You love the fairways but curse the bunkers. Now watch the pros rise—or fall—here in the West.

By Jerry HicksPublished: January, 2013

The desert oasis. The sun beaming down on pristine fairways. The rugged beauty of the Santa Rosa Mountains. Add a cold beer and a high-definition TV, and you’ve got golf at its most grand.

Meadowlark Golf Club in Huntington Beach is one of the busiest in the region, at more than 200 rounds per day. But this month, many of those golfers will be perched in front of one of the club’s nine wide-screen TVs, soaking in the opening weeks of the PGA Tour.

It’s the four tournaments of the California swing that draw the most interest.

“Many of our golfers have played those famous courses, and they love watching, [knowing] how they did on certain holes, [and comparing themselves] to the pros,” said Aaron Woodard, head pro at Meadowlark.

Especially the two Torrey Pines courses at La Jolla in northern San Diego County, both public courses just an hour south of Orange County.

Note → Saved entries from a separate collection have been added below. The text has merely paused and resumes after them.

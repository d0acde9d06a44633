//! URL error types.

use derive_more::{Display, Error};

/// A request URL that could not be parsed.
#[derive(Debug, Clone, Display, Error)]
#[display("URL Error: cannot parse '{}': {} at line {} in {}", url, message, line, file)]
pub struct UrlError {
    /// The URL text that failed to parse
    pub url: String,
    /// Parser message
    pub message: String,
    /// Line number where the error occurred
    pub line: u32,
    /// File where the error occurred
    pub file: &'static str,
}

impl UrlError {
    /// Create a new UrlError for `url` at the current location.
    #[track_caller]
    pub fn new(url: impl Into<String>, message: impl Into<String>) -> Self {
        let location = std::panic::Location::caller();
        Self {
            url: url.into(),
            message: message.into(),
            line: location.line(),
            file: location.file(),
        }
    }
}
//! Laravel pagination envelope.

use derive_getters::Getters;
use serde::de::DeserializeOwned;
use serde::{Deserialize, Serialize};
use serde_json::Value;
use tableus_core::{FetchResult, ResponsePagination, is_truthy, render_value};
use tableus_error::{JsonError, ServerReportedError, TableusResult};
use tracing::{debug, warn};

const META_FIELDS: [&str; 6] = ["current_page", "from", "last_page", "per_page", "to", "total"];

/// The `meta` block of a paginated Laravel resource collection.
///
/// Pages are 1-based. `from` and `to` are `null` when the page is empty.
#[derive(Debug, Clone, PartialEq, Eq, Serialize, Deserialize, Getters)]
pub struct LaravelMeta {
    current_page: u64,
    from: Option<u64>,
    last_page: u64,
    per_page: u64,
    to: Option<u64>,
    total: u64,
}

impl LaravelMeta {
    /// Converts to 0-based response pagination.
    pub fn to_pagination(&self) -> ResponsePagination {
        ResponsePagination::new(
            self.current_page.saturating_sub(1),
            self.per_page,
            self.total,
            self.last_page,
        )
    }
}

/// Whether `meta` is an object carrying all six Laravel pagination members.
///
/// Only presence is checked. Extra members such as `links` and `path` are
/// allowed.
pub fn is_laravel_meta(meta: &Value) -> bool {
    meta.as_object()
        .is_some_and(|fields| META_FIELDS.iter().all(|name| fields.contains_key(*name)))
}

/// The message of a truthy `error` member, if the body has one.
pub fn server_error(body: &Value) -> Option<String> {
    body.get("error")
        .filter(|error| is_truthy(error))
        .map(render_value)
}

fn records<D: DeserializeOwned>(data: Value) -> TableusResult<Vec<D>> {
    serde_json::from_value(data)
        .map_err(|e| JsonError::new("records", e.to_string()).into())
}

/// Maps a decoded response body to a fetch result.
///
/// A truthy `error` member fails with that message whatever `status` was. A
/// body with an array `data` and a Laravel `meta` block yields paginated
/// records; any other body yields its `data` member as plain records.
///
/// # Errors
///
/// Returns a server error for a truthy `error` member and a JSON error when
/// `data` is missing or its records (or the meta block) do not deserialize.
pub fn parse_response<D: DeserializeOwned>(
    body: Value,
    status: u16,
) -> TableusResult<FetchResult<D>> {
    if let Some(message) = server_error(&body) {
        warn!(status, error = %message, "Server reported an error");
        return Err(ServerReportedError::new(message, status).into());
    }

    let Value::Object(mut envelope) = body else {
        return Err(JsonError::new("response body", "not an object").into());
    };

    match (envelope.remove("data"), envelope.remove("meta")) {
        (Some(data @ Value::Array(_)), Some(meta)) if is_laravel_meta(&meta) => {
            let meta: LaravelMeta = serde_json::from_value(meta)
                .map_err(|e| JsonError::new("pagination meta", e.to_string()))?;
            let data = records(data)?;
            debug!(
                records = data.len(),
                current_page = meta.current_page,
                last_page = meta.last_page,
                "Parsed paginated response"
            );
            Ok(FetchResult::Paginated {
                data,
                pagination_state: meta.to_pagination(),
            })
        }
        (Some(data), _) => {
            let data = records(data)?;
            debug!(records = data.len(), "Parsed unpaginated response");
            Ok(FetchResult::Records(data))
        }
        (None, _) => Err(JsonError::new("response body", "no data member").into()),
    }
}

Woodard’s own favorite: Pebble Beach on the Monterey Peninsula, which ranks among the Top 5 greatest American courses by almost any rating system.

“I got to play in a tournament [at Pebble Beach] in my junior golf years,” Woodard said. “Just stepping onto that historic course was unbelievable. But then I birdied No. 14 [an uphill par 5 that gives fits to even the touring pros]. It’s something I always remember when I watch that tournament.”

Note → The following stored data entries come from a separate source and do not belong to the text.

//! CLI argument definitions and parsing.

pub mod types;

use std::path::PathBuf;

use chrono::NaiveDate;
use clap::{Args, Parser, Subcommand};

use crate::core::filters::FilterModel;
use types::{
    parse_date, Conference, Division, EntityKind, GameType, LastNGames, Outcome, SeasonLabel,
    SeasonType,
};

/// Filter arguments shared between commands, mirroring the stats API
/// query parameters.
#[derive(Debug, Default, Args)]
pub struct FilterArgs {
    /// Earliest game date, inclusive (YYYY-MM-DD).
    #[clap(long, value_parser = parse_date)]
    pub date_from: Option<NaiveDate>,

    /// Latest game date, inclusive (YYYY-MM-DD).
    #[clap(long, value_parser = parse_date)]
    pub date_to: Option<NaiveDate>,

    /// Only the most recent N games (1-100).
    #[clap(long, short = 'n')]
    pub last_n_games: Option<LastNGames>,

    /// Season label (e.g. 2024-25).
    #[clap(long, short)]
    pub season: Option<SeasonLabel>,

    #[clap(long, value_enum)]
    pub season_type: Option<SeasonType>,

    /// Opponent division.
    #[clap(long, value_enum)]
    pub division: Option<Division>,

    /// Opponent conference.
    #[clap(long, value_enum)]
    pub conference: Option<Conference>,

    /// Interconference or intraconference games.
    #[clap(long, value_enum)]
    pub game_type: Option<GameType>,

    #[clap(long, value_enum)]
    pub outcome: Option<Outcome>,

    /// Opponent team (repeatable): `--opponent "Boston Celtics" --opponent MIA`.
    #[clap(long = "opponent")]
    pub opponents: Vec<String>,
}

impl FilterArgs {
    /// The filter model these arguments describe.
    pub fn to_filter_model(&self) -> FilterModel {
        let mut model = FilterModel::new();
        model.set_date_from(self.date_from);
        model.set_date_to(self.date_to);
        model.set_last_n_games(self.last_n_games);
        if let Some(season) = self.season {
            model.set_season(season.to_string());
        }
        if let Some(v) = self.season_type {
            model.set_season_type(v.as_str());
        }
        if let Some(v) = self.division {
            model.set_division(v.as_str());
        }
        if let Some(v) = self.conference {
            model.set_conference(v.as_str());
        }
        if let Some(v) = self.game_type {
            model.set_game_type(v.as_str());
        }
        if let Some(v) = self.outcome {
            model.set_outcome(v.as_str());
        }
        for team in &self.opponents {
            if !model.criteria().opponents.contains(team.trim()) {
                model.toggle_opponent(team);
            }
        }
        model
    }
}

#[derive(Debug, Subcommand)]
pub enum Commands {
    /// Fetch a game log from the stats API and show the current season
    /// split and per-season totals.
    Stats {
        #[clap(value_enum)]
        kind: EntityKind,

        /// Player or team name as the stats API knows it.
        name: String,

        #[clap(flatten)]
        filters: FilterArgs,

        /// Output results as JSON instead of tables.
        #[clap(long)]
        json: bool,

        /// Reference date for the current season window (defaults to today).
        #[clap(long, value_parser = parse_date)]
        as_of: Option<NaiveDate>,
    },

    /// Per-season totals only, preferring the server's precomputed summaries.
    Seasonal {
        #[clap(value_enum)]
        kind: EntityKind,

        name: String,

        #[clap(flatten)]
        filters: FilterArgs,

        #[clap(long)]
        json: bool,
    },

    /// Run the same pipeline over a saved game log, filtering locally.
    Local {
        /// JSON file holding a stats response or a bare array of games.
        path: PathBuf,

        #[clap(flatten)]
        filters: FilterArgs,

        #[clap(long)]
        json: bool,

        #[clap(long, value_parser = parse_date)]
        as_of: Option<NaiveDate>,
    },

    /// Print the query parameters a filter set serializes to.
    FilterQuery {
        #[clap(flatten)]
        filters: FilterArgs,
    },
}

#[derive(Debug, Parser)]
#[clap(name = "basketify", about = "NBA player and team stats CLI")]
pub struct Basketify {
    /// Stats API base URL (or set `BASKETIFY_API_URL`).
    #[clap(long, global = true)]
    pub api_url: Option<String>,

    /// Debug logging on stderr (`RUST_LOG` overrides).
    #[clap(long, short, global = true)]
    pub verbose: bool,

    #[clap(subcommand)]
    pub command: Commands,
}
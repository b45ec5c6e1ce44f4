//! Stats view command: fetch, partition and aggregate one game log.

use chrono::NaiveDate;
use tracing::info;

use super::common::{
    build_client, build_report, check_season, log_filters, print_report, today,
};
use crate::{cli::types::EntityKind, core::filters::FilterModel, Result, StatsError};

/// Parameters for the stats command
#[derive(Debug)]
pub struct StatsParams {
    pub api_url: Option<String>,
    pub kind: EntityKind,
    pub name: String,
    pub filters: FilterModel,
    pub as_json: bool,
    pub as_of: Option<NaiveDate>,
}

pub async fn handle_stats(params: StatsParams) -> Result<()> {
    check_season(params.kind, &params.filters)?;
    let client = build_client(params.api_url)?;
    log_filters(&params.filters);

    let response = client
        .get_stats(params.kind, &params.name, &params.filters.serialize())
        .await?;
    if response.stats.is_empty() && response.seasonal_stats.is_empty() {
        return Err(StatsError::NoData);
    }

    let as_of = params.as_of.unwrap_or_else(today);
    let report = build_report(&response, as_of, params.filters.criteria());
    info!(
        current = report.current.len(),
        future = report.future.len(),
        seasons = report.seasons.len(),
        "built {} report for {}",
        params.kind,
        params.name
    );

    if !params.as_json {
        println!("{} {}", params.kind, params.name);
    }
    print_report(&report, params.as_json)
}
//! Unit tests for error handling

use super::*;
use std::io;

#[cfg(test)]
mod stats_error_tests {
    use super::*;

    #[test]
    fn test_json_error_conversion() {
        let json_error = serde_json::from_str::<serde_json::Value>("invalid json").unwrap_err();
        let stats_error = StatsError::from(json_error);

        match stats_error {
            StatsError::Json(_) => (),
            _ => panic!("Expected Json error variant"),
        }
    }

    #[test]
    fn test_io_error_conversion() {
        let io_error = io::Error::new(io::ErrorKind::NotFound, "File not found");
        let stats_error = StatsError::from(io_error);

        match stats_error {
            StatsError::Io(_) => (),
            _ => panic!("Expected Io error variant"),
        }
    }

    #[test]
    fn test_invalid_header_error_conversion() {
        let header_error = reqwest::header::HeaderValue::from_str("invalid\nheader").unwrap_err();
        let stats_error = StatsError::from(header_error);

        match stats_error {
            StatsError::InvalidHeader(_) => (),
            _ => panic!("Expected InvalidHeader error variant"),
        }
    }

    #[test]
    fn test_date_parse_error_conversion() {
        let parse_error = chrono::NaiveDate::parse_from_str("2025-13-45", "%Y-%m-%d").unwrap_err();
        let stats_error = StatsError::from(parse_error);

        match stats_error {
            StatsError::InvalidDate(_) => (),
            _ => panic!("Expected InvalidDate error variant"),
        }
    }

    #[test]
    fn test_parse_int_error_conversion() {
        let parse_error = "ten".parse::<u32>().unwrap_err();
        let stats_error = StatsError::from(parse_error);

        match stats_error {
            StatsError::InvalidNumber(_) => (),
            _ => panic!("Expected InvalidNumber error variant"),
        }
    }

    #[test]
    fn test_missing_api_url_error() {
        let error = StatsError::MissingApiUrl {
            env_var: "BASKETIFY_API_URL".to_string(),
        };

        let error_string = error.to_string();
        assert!(error_string.contains("API URL not provided"));
        assert!(error_string.contains("BASKETIFY_API_URL"));
    }

    #[test]
    fn test_invalid_api_url_error() {
        let error = StatsError::InvalidApiUrl {
            url: "localhost".to_string(),
        };
        assert_eq!(error.to_string(), "Invalid API URL: localhost");
    }

    #[test]
    fn test_invalid_last_n_games_error() {
        let error = StatsError::InvalidLastNGames {
            value: "250".to_string(),
        };
        assert_eq!(
            error.to_string(),
            "Last N games must be between 1 and 100, got 250"
        );
    }

    #[test]
    fn test_entity_not_found_error() {
        let error = StatsError::EntityNotFound {
            kind: "player".to_string(),
            name: "John Doe".to_string(),
        };
        assert_eq!(error.to_string(), "player not found: John Doe");
    }

    #[test]
    fn test_no_data_error() {
        let error = StatsError::NoData;
        assert_eq!(error.to_string(), "Stats API returned no data");
        assert_eq!(format!("{:?}", error), "NoData");
    }

    #[test]
    fn test_error_source_chain() {
        let io_error = io::Error::new(io::ErrorKind::NotFound, "File not found");
        let stats_error = StatsError::from(io_error);

        let error_trait: &dyn std::error::Error = &stats_error;
        assert!(error_trait.source().is_some());
    }

    #[test]
    fn test_result_type_alias_error() {
        fn test_function() -> Result<String> {
            Err(StatsError::NoData)
        }

        match test_function().unwrap_err() {
            StatsError::NoData => (),
            _ => panic!("Expected NoData error"),
        }
    }
}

Of the $236 million estimated purses for the 2013 PGA Tour, a sizable chunk—about $25 million—comes from the four California winter tournaments.

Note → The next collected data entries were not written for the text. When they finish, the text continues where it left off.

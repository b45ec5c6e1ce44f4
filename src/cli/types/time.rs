//! Time-related types for NBA seasons and game windows.

use crate::error::{Result, StatsError};
use chrono::{Datelike, NaiveDate};
use serde::{Deserialize, Serialize};
use std::fmt;
use std::str::FromStr;

/// First calendar month (1-based) of an NBA season.
pub const SEASON_START_MONTH: u32 = 10;

/// Type-safe wrapper for NBA season labels such as `2024-25`.
///
/// A season is identified by the year it starts in. Games from October
/// through December belong to the season starting that year; games from
/// January through September belong to the season that started the year before.
///
/// # Examples
///
/// ```rust
/// use basketify_stats::SeasonLabel;
/// use chrono::NaiveDate;
///
/// let date = NaiveDate::from_ymd_opt(2025, 1, 15).unwrap();
/// assert_eq!(SeasonLabel::from_date(date).to_string(), "2024-25");
/// ```
#[derive(Debug, Clone, Copy, PartialEq, Eq, Hash, PartialOrd, Ord, Serialize, Deserialize)]
#[serde(try_from = "String", into = "String")]
pub struct SeasonLabel(pub i32);

impl SeasonLabel {
    /// Create a season label from its starting year.
    pub fn new(start_year: i32) -> Self {
        Self(start_year)
    }

    /// The season a game played on `date` belongs to.
    pub fn from_date(date: NaiveDate) -> Self {
        if date.month() >= SEASON_START_MONTH {
            Self(date.year())
        } else {
            Self(date.year() - 1)
        }
    }

    pub fn start_year(&self) -> i32 {
        self.0
    }

    pub fn end_year(&self) -> i32 {
        self.0 + 1
    }
}

impl fmt::Display for SeasonLabel {
    fn fmt(&self, f: &mut fmt::Formatter<'_>) -> fmt::Result {
        write!(f, "{}-{:02}", self.0, self.end_year().rem_euclid(100))
    }
}

impl FromStr for SeasonLabel {
    type Err = StatsError;

    /// Accepts `2024-25` and `2024-2025`; the end year must follow the start year.
    fn from_str(s: &str) -> Result<Self> {
        let invalid = || StatsError::InvalidSeason {
            value: s.to_string(),
        };

        let (start, end) = s.trim().split_once('-').ok_or_else(invalid)?;
        let start_year: i32 = start.parse().map_err(|_| invalid())?;
        let end_year: i32 = end.parse().map_err(|_| invalid())?;

        let expected_end = start_year + 1;
        let matches = match end.len() {
            2 => end_year == expected_end.rem_euclid(100),
            4 => end_year == expected_end,
            _ => false,
        };
        if !matches {
            return Err(invalid());
        }
        Ok(Self(start_year))
    }
}

impl TryFrom<String> for SeasonLabel {
    type Error = StatsError;

    fn try_from(value: String) -> Result<Self> {
        value.parse()
    }
}

impl From<SeasonLabel> for String {
    fn from(label: SeasonLabel) -> Self {
        label.to_string()
    }
}

/// Number of most recent games to keep, limited to 1–100.
#[derive(Debug, Clone, Copy, PartialEq, Eq, Hash, Serialize, Deserialize)]
pub struct LastNGames(u8);

impl LastNGames {
    pub const MIN: u8 = 1;
    pub const MAX: u8 = 100;

    pub fn new(n: u8) -> Result<Self> {
        if (Self::MIN..=Self::MAX).contains(&n) {
            Ok(Self(n))
        } else {
            Err(StatsError::InvalidLastNGames {
                value: n.to_string(),
            })
        }
    }

    pub fn as_usize(&self) -> usize {
        self.0 as usize
    }
}

impl fmt::Display for LastNGames {
    fn fmt(&self, f: &mut fmt::Formatter<'_>) -> fmt::Result {
        write!(f, "{}", self.0)
    }
}

impl FromStr for LastNGames {
    type Err = StatsError;

    fn from_str(s: &str) -> Result<Self> {
        let n: u32 = s.trim().parse()?;
        let n = u8::try_from(n).map_err(|_| StatsError::InvalidLastNGames {
            value: s.to_string(),
        })?;
        Self::new(n)
    }
}

/// Parse a `YYYY-MM-DD` calendar date.
pub fn parse_date(s: &str) -> Result<NaiveDate> {
    Ok(NaiveDate::parse_from_str(s.trim(), "%Y-%m-%d")?)
}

One factor for the tournaments that follow the one in the desert: the weather. Rain, of course, is the one condition that tournament directors cannot control. Although, as Kristen Hunter, spokesman for the La Jolla stop, notes: “There’s an old saying: The show must go on. We never let the weather stop us.”

This year’s tour begins with two tournaments in Hawaii. Here’s a closer look at the four Southern California tournaments that follow:

The most notable golfer at last year’s Humana Challenge in the Palm Springs area can’t break 80. In fact, quite often he doesn’t break 90. But the Humana folks were ecstatic about his arrival.

He’s ex-president William Jefferson Clinton (above). And he’s scheduled to play again this month.

The Clinton Foundation teamed up with Humana Inc. to sponsor last year’s tournament, and that partnership is in place this year. Clinton played with the pros in the third round of last year’s tournament. Officials aren’t sure yet how much playing he will do, but he’s bringing his clubs.

“There are a lot of complications, like dealing with the Secret Service, but we think it will all work out and he’ll play,” said Greg Ball, a spokesman for the tournament.

The tournament recently made another major announcement: Phil Mickelson will make his 2013 debut at the Humana event. Mickelson doesn’t always play the desert tournament.

“He’s a two-time winner here—and he’s Phil Mickelson,” said Bob Marra, executive director of the Humana Challenge. “The legacy he has left on our event is undeniable, and his popularity with our fans is remarkable.”

This time last year, few tournaments went out of their way to boast of journeyman player Brandt Snedeker joining the entry list. But that was before the fall, when Snedeker won the FedExCup and its $10 million bonus. Now everyone wants him, and the Humana folks are pushing publicity about Snedeker’s confirmation.

But the secret to the success of the Humana Challenge comes from factors other than big names. It’s all that oasis beauty, said spokesman Greg Ball: “The weather is always perfect. The golf courses are in absolutely perfect condition. And we always draw major celebrities in the entertainment industry for the fans to watch.”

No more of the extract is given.